[Stored data entries]
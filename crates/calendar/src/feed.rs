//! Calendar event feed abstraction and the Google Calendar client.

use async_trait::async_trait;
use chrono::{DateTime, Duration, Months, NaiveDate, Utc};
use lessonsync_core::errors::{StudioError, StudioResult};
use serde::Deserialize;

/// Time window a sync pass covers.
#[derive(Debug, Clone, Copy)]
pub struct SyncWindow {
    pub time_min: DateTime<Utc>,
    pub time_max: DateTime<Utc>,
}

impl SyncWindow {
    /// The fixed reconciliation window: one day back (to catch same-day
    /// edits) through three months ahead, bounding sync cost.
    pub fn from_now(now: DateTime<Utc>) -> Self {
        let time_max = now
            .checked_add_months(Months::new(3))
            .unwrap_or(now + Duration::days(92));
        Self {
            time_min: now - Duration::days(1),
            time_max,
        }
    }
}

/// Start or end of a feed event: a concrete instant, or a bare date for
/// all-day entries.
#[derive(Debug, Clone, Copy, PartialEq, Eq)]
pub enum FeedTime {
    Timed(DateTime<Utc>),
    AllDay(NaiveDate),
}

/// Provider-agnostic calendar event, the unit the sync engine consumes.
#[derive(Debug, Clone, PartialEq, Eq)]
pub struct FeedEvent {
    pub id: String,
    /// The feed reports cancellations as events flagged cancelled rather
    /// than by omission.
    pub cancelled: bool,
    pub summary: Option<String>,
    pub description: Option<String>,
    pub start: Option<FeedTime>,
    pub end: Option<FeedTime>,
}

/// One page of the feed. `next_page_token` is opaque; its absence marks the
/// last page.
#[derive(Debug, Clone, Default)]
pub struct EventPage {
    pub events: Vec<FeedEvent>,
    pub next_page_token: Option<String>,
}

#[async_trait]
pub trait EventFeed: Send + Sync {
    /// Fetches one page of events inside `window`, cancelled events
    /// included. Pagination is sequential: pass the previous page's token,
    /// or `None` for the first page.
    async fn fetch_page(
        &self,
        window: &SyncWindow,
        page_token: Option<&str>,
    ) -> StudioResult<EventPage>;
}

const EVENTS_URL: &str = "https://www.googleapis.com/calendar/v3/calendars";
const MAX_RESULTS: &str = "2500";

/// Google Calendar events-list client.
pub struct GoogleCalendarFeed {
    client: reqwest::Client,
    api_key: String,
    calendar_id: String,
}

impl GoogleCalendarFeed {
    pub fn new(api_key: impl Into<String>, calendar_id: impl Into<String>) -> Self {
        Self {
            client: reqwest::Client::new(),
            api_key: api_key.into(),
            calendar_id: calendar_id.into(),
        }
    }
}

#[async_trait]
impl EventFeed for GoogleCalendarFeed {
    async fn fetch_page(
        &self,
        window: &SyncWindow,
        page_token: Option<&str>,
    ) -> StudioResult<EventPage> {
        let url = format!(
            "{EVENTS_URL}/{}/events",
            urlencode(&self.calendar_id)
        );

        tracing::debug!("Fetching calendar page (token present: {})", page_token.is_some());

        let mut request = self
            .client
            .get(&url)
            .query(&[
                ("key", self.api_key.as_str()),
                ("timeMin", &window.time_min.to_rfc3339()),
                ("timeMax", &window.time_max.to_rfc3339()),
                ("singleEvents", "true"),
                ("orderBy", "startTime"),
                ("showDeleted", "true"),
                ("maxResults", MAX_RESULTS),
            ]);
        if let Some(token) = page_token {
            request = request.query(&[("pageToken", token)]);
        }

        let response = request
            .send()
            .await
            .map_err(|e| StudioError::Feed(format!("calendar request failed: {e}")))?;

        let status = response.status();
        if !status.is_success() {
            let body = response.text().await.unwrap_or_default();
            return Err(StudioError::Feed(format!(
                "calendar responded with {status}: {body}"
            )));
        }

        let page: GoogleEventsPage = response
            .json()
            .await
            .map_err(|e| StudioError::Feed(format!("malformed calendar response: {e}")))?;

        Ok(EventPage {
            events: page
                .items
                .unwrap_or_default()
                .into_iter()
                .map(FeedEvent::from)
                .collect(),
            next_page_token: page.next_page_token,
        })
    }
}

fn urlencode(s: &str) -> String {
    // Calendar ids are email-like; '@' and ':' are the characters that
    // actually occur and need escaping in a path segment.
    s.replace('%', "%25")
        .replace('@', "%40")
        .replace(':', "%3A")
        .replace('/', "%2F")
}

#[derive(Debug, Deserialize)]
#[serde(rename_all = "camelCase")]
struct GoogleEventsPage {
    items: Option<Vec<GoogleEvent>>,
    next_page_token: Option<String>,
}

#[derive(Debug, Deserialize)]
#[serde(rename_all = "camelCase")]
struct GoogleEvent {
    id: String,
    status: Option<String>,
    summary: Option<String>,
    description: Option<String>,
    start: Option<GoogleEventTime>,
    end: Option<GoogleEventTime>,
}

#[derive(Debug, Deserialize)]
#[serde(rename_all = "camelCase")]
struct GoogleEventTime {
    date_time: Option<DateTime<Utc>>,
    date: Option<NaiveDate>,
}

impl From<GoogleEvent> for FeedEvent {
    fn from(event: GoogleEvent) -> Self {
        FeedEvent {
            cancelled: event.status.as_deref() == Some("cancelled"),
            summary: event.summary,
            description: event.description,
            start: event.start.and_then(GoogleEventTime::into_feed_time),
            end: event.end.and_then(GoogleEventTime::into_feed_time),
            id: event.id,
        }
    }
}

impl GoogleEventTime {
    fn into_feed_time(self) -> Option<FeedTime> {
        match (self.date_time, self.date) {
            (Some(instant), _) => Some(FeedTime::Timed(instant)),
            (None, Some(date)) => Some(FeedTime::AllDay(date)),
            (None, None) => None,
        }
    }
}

Task to carry out
Go through the records and work out how many lines contain the string "response". The answer should be that number alone.

Result for this task
5